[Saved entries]
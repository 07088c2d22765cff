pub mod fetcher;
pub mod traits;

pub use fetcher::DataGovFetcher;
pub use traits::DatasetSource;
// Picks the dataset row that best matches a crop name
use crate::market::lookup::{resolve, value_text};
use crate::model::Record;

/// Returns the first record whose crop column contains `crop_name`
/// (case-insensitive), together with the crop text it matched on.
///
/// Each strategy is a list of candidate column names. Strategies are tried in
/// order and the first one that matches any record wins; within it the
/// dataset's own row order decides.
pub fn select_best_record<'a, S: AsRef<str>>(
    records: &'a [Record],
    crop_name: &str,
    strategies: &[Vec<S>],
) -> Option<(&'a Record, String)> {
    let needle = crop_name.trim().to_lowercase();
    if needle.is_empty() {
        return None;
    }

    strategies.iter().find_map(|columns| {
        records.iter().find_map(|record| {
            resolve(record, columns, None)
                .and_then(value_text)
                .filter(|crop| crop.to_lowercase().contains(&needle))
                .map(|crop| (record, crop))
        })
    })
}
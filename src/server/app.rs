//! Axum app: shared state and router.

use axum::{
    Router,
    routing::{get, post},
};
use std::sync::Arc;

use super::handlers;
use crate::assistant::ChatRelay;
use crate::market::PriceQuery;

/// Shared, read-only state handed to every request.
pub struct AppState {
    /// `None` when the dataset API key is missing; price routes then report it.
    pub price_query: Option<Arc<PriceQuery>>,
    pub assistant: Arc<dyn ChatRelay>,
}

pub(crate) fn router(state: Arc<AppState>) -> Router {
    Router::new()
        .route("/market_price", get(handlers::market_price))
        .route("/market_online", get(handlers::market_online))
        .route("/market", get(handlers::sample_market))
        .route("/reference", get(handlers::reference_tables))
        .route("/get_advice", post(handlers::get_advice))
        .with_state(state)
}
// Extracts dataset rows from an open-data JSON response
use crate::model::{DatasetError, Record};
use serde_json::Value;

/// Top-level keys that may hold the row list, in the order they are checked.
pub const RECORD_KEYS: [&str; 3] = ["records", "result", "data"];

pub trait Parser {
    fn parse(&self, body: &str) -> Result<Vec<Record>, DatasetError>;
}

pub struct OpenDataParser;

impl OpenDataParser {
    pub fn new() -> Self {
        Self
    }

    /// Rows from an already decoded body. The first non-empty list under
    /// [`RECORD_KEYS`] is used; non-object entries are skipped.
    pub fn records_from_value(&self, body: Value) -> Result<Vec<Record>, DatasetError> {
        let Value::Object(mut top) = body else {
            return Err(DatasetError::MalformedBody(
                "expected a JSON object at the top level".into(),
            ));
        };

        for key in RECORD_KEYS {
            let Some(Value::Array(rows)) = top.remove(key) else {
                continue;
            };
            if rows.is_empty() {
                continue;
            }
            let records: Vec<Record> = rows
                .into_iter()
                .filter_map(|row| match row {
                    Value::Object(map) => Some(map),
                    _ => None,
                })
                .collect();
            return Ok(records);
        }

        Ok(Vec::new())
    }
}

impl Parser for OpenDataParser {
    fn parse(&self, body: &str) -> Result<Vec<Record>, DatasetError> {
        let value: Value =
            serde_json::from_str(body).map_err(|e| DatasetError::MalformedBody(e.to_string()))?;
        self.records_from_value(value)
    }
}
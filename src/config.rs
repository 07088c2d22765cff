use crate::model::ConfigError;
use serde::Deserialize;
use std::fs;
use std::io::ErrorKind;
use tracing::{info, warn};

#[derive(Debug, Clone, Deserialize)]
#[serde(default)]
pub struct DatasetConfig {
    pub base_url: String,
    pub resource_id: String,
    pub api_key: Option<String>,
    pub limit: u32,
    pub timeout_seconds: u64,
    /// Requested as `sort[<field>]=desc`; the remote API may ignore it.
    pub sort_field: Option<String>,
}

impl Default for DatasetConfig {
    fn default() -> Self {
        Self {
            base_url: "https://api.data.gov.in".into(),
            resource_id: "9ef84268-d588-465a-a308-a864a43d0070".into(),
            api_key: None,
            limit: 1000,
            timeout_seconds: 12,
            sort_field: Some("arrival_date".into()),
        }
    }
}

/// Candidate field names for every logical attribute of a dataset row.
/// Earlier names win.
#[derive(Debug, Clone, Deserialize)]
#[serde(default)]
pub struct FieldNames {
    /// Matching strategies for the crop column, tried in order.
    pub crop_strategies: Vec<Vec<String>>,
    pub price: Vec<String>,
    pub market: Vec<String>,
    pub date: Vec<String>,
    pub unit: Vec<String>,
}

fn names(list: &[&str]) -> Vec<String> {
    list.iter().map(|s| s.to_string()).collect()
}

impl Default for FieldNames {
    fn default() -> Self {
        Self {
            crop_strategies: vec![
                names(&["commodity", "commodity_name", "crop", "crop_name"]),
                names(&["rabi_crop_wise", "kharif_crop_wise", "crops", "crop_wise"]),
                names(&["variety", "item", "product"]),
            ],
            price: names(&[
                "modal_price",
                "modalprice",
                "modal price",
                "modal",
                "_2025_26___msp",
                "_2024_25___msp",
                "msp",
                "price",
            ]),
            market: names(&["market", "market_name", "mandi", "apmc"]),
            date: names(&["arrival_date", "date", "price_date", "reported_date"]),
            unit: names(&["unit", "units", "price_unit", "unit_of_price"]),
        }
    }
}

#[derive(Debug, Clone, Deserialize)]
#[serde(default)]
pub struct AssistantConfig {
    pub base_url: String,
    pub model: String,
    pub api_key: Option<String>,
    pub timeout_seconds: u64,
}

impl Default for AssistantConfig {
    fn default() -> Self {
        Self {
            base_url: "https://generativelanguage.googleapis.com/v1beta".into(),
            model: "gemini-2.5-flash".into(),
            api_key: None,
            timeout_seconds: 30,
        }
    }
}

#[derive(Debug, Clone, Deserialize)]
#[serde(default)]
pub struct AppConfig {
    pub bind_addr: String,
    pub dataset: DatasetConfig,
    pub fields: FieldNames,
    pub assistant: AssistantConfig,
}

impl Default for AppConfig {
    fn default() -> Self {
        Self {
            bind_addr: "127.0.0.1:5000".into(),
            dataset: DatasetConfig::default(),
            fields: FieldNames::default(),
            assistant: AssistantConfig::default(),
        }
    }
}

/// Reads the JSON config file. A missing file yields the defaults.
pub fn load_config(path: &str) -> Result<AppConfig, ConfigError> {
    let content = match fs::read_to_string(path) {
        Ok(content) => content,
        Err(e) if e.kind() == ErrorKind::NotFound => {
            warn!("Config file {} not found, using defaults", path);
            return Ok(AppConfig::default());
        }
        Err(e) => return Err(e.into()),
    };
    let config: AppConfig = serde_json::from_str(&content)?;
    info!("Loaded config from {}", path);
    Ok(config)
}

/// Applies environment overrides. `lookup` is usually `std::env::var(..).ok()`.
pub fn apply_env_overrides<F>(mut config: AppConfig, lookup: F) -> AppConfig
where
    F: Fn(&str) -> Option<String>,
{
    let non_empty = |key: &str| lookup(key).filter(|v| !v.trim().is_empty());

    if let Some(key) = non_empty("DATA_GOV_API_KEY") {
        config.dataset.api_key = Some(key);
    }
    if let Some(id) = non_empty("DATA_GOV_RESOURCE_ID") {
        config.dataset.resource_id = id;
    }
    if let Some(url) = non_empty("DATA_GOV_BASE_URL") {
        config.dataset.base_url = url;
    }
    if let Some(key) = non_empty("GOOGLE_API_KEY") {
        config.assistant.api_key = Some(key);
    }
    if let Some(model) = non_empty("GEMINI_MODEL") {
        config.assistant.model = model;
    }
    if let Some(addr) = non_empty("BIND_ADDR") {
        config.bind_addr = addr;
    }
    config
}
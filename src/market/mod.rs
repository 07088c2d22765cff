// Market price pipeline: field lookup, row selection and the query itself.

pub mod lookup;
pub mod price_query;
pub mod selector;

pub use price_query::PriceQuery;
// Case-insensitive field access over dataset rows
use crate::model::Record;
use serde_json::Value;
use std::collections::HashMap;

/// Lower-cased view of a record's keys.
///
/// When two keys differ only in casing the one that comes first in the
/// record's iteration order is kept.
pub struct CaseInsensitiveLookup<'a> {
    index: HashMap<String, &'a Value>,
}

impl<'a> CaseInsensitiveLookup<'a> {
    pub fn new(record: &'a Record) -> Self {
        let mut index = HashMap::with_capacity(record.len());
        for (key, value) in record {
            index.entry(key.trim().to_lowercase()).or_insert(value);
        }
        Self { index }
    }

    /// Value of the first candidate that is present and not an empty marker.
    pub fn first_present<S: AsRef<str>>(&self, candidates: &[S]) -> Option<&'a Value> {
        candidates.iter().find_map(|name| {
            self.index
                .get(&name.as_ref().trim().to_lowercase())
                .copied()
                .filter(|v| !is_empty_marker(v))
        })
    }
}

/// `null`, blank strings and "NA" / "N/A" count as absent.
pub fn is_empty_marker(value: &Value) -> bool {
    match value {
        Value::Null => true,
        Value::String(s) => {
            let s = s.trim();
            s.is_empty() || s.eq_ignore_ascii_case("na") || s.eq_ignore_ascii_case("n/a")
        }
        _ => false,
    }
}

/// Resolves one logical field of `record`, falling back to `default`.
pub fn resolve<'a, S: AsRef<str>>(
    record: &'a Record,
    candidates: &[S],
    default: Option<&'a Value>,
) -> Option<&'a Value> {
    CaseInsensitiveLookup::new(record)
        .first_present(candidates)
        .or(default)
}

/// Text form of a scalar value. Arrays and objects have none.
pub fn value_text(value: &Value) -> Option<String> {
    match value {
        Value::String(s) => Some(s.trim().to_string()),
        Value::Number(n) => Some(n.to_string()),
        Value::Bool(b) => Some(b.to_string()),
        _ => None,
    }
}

WORK TO BE COMPLETED: Identify each line in the records above that contains the word "impl", and copy it out in full.

WORKED SOLUTION:
impl OpenDataParser {
impl Parser for OpenDataParser {
impl Default for DatasetConfig {
impl Default for FieldNames {
impl Default for AssistantConfig {
impl Default for AppConfig {
impl<'a> CaseInsensitiveLookup<'a> {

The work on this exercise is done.